How to Auto Populate References in Parent Document when New Children are Created

1 replies
Last updated: Apr 16, 2020
Hi, i have two documents. One document is a parent and the other is children of the first. In the parent document i want an array with all the referances to the children to be auto populated when new children is created. This is so that the end user can sort the documents in what ever order they see fit but also so that they wont have to manually add all the children manualy. Is this possible and/or is there any other way for the enduser to sort a list in whatever way they want? 🙂
AI Update

I understand what you're trying to achieve! You want parent documents to automatically have their reference arrays populated when child documents are created, while still allowing editors to manually sort those references. Let me walk through your options:

The Challenge with Auto-Populating References

Unfortunately, there isn't a built-in way to automatically populate a reference array in a parent document when a child is created. References in Sanity work in one direction—you need to explicitly add them where they're defined in your schema.

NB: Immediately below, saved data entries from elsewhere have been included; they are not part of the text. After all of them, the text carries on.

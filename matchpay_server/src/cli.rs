use std::{env, env::VarError};

/// There's no real CLI for the server, so just do quick 'n dirty
pub fn handle_command_line_args() -> bool {
    let has_cli_args = env::args().count() > 1;
    if has_cli_args {
        // We don't expect any CLI args, so always print the help
        display_readme();
        display_envs();
    }
    has_cli_args
}

fn display_readme() {
    const README: &str = include_str!("./cli-help.txt");
    println!("\n{README}\n");
}

fn display_envs() {
    // Be explicit about which envars to print, so as to avoid accidentally exposing secrets
    const DISPLAY_ENVS: [&str; 11] = [
        "RUST_LOG",
        "MP_HOST",
        "MP_PORT",
        "MP_DATABASE_URL",
        "MP_SHUTDOWN_GRACE",
        "MP_PLATFORM_FEE_BPS",
        "MP_PAYRAIL_BASE_URL",
        "MP_PAYRAIL_KEY_ID",
        "MP_PAYRAIL_HMAC_CHECKS",
        "MP_USE_X_FORWARDED_FOR",
        "MP_USE_FORWARDED",
    ];

    println!("Current environment values (EXCLUDING variables that contain secrets):");
    DISPLAY_ENVS.iter().for_each(|&name| {
        let val = match env::var(name) {
            Ok(s) => s,
            Err(VarError::NotPresent) => "Not set".into(),
            Err(VarError::NotUnicode(s)) => format!("Invalid value: {}", s.to_string_lossy()),
        };
        println!("  {name:<35} {val:<15}");
    })
}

However, you have several approaches to solve this:

Instead of maintaining a reference array in the parent document, you can query for children on your frontend and let editors control the sort order through a plugin.

How it works:

  1. Add a reference field in each child document pointing to its parent
  2. Install the @sanity/orderable-document-list plugin to enable drag-and-drop sorting
  3. Query children from your frontend using GROQ, ordered by the orderRank field that the plugin manages

Example schema for child document:

{
  name: 'child',
  type: 'document',
  fields: [
    {
      name: 'parent',
      type: 'reference',
      to: [{type: 'parent'}]
    },
    // orderRank is managed by the orderable-document-list plugin
  ]
}

Example GROQ query:

*[_type == "parent" && _id == $parentId][0] {
  ...,
  "children": *[_type == "child" && references(^._id)] | order(orderRank)
}

Benefits:

  • No manual reference management needed
  • Editors can still reorder using drag-and-drop in the Studio
  • Simpler to maintain—no sync issues between parent and children
  • The orderable-document-list plugin provides an intuitive sorting interface

Option 2: Sanity Functions (More Complex)

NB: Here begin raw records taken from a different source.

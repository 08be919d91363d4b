//! # Presence and live delivery relay
//!
//! An in-process registry of who currently holds a live event stream, plus best-effort delivery of frames to
//! them. The relay is deliberately *not* durable: persisted notifications are the source of truth, the relay
//! only gets them onto an open connection faster. A frame for a user who is offline, or whose buffer is full,
//! is dropped and the caller moves on.
//!
//! Rules the implementation guarantees:
//! * one live connection per user: a new [`join`](PresenceRelay::join) replaces any previous session, whose
//!   stream then ends;
//! * [`leave`](PresenceRelay::leave) identifies the session by its connection id, so a straggling disconnect
//!   from a replaced session never knocks out the one that replaced it;
//! * delivery never blocks and never fails the calling flow.
use std::{
    collections::HashMap,
    fmt::Display,
    sync::{
        atomic::{AtomicU64, Ordering},
        RwLock,
    },
};

use log::*;
use serde::Serialize;
use tokio::sync::mpsc;

use crate::{
    db_types::{MatchRecord, Message, Notification, UserId},
    traits::Settlement,
};

/// Frames pushed over a live connection.
#[derive(Debug, Clone, Serialize)]
#[serde(tag = "type", rename_all = "snake_case")]
pub enum RelayFrame {
    MatchCreated { match_record: MatchRecord },
    Message { message: Message },
    Notification { notification: Notification },
    PaymentSettled { settlement: Settlement },
}

/// Identifies one join. Ids are never reused within a process lifetime.
#[derive(Debug, Clone, Copy, PartialEq, Eq, Hash)]
pub struct ConnectionId(u64);

impl Display for ConnectionId {
    fn fmt(&self, f: &mut std::fmt::Formatter<'_>) -> std::fmt::Result {
        write!(f, "conn-{}", self.0)
    }
}

#[derive(Debug, Clone, Copy, PartialEq, Eq)]
pub enum DeliveryStatus {
    Delivered,
    /// The user holds no live connection. The frame is gone; the inbox still has it.
    Offline,
    /// The connection exists but its buffer is full or its receiver is gone.
    Dropped,
}

/// One user's end of a live session: the receiver to stream from, and the id to hand back on disconnect.
pub struct LiveSession {
    pub conn_id: ConnectionId,
    pub frames: mpsc::Receiver<RelayFrame>,
}

struct LiveConnection {
    conn_id: ConnectionId,
    sender: mpsc::Sender<RelayFrame>,
}

pub struct PresenceRelay {
    connections: RwLock<HashMap<UserId, LiveConnection>>,
    next_conn_id: AtomicU64,
    buffer_size: usize,
}

impl Default for PresenceRelay {
    fn default() -> Self {
        Self::new()
    }
}

impl PresenceRelay {
    const DEFAULT_BUFFER_SIZE: usize = 32;

    pub fn new() -> Self {
        Self::with_buffer_size(Self::DEFAULT_BUFFER_SIZE)
    }

    pub fn with_buffer_size(buffer_size: usize) -> Self {
        Self { connections: RwLock::new(HashMap::new()), next_conn_id: AtomicU64::new(1), buffer_size }
    }

    /// Registers a live connection for the user and returns their session. Any previous session for the same
    /// user is replaced; dropping its sender ends the old stream.
    pub fn join(&self, user: UserId) -> LiveSession {
        let conn_id = ConnectionId(self.next_conn_id.fetch_add(1, Ordering::Relaxed));
        let (sender, frames) = mpsc::channel(self.buffer_size);
        let mut conns = self.connections.write().unwrap();
        if let Some(old) = conns.insert(user.clone(), LiveConnection { conn_id, sender }) {
            debug!("🔌️ {user} rejoined; replacing {}", old.conn_id);
        } else {
            debug!("🔌️ {user} is now online as {conn_id}");
        }
        LiveSession { conn_id, frames }
    }

    /// Pushes a frame to the user's live connection, if they have one with room in its buffer.
    pub fn deliver(&self, user: &UserId, frame: RelayFrame) -> DeliveryStatus {
        let conns = self.connections.read().unwrap();
        let Some(conn) = conns.get(user) else {
            trace!("🔌️ {user} is offline; frame dropped");
            return DeliveryStatus::Offline;
        };
        match conn.sender.try_send(frame) {
            Ok(()) => DeliveryStatus::Delivered,
            Err(e) => {
                debug!("🔌️ Could not deliver frame to {user} on {}: {e}", conn.conn_id);
                DeliveryStatus::Dropped
            },
        }
    }

    /// Removes the session with this connection id, scanning the registry since a disconnect only knows its own
    /// id. Returns the user who went offline, or `None` when the session was already replaced or removed.
    pub fn leave(&self, conn_id: ConnectionId) -> Option<UserId> {
        let mut conns = self.connections.write().unwrap();
        let user = conns.iter().find(|(_, conn)| conn.conn_id == conn_id).map(|(user, _)| user.clone())?;
        conns.remove(&user);
        debug!("🔌️ {user} went offline ({conn_id})");
        Some(user)
    }

    pub fn is_online(&self, user: &UserId) -> bool {
        self.connections.read().unwrap().contains_key(user)
    }

    pub fn online_count(&self) -> usize {
        self.connections.read().unwrap().len()
    }
}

You could use Sanity Functions to automatically update parent documents when children are created. Functions are serverless compute that run on Sanity's infrastructure and can react to document events.

How it would work:

  1. Write a function that listens for child document creation events
  2. Have the function identify the parent document (you'd need a reference field in the child)
  3. Use the Sanity Client within the function to add a reference to the new child in the parent's array

Important considerations:

  • This requires writing custom logic to identify parents and perform mutations
  • Functions are part of Sanity's Compute offering (requires Growth plan minimum)
  • Be careful about recursive loops—functions that trigger themselves
  • This adds significant complexity compared to the query-based approach
  • You'd still need the orderable-document-list plugin for sorting functionality

Option 3: Custom Input Component

You could build a custom input component that shows all potential children and lets editors select/sort them in one interface. This would still require manual selection but could make the UX much smoother than adding references one by one.

My Recommendation

Go with Option 1 (query-based approach with the orderable-document-list plugin). It's the simplest, most maintainable solution that still gives your editors full control over sorting. The "auto-population" happens naturally through the query—you're just flipping the relationship direction so children point to parents instead of parents maintaining arrays of children.

This is a common pattern in Sanity and works well because references are bidirectional when queried, even though they only appear in the Studio UI where they're defined. Your editors get a clean drag-and-drop sorting interface, and you avoid the complexity of keeping reference arrays in sync.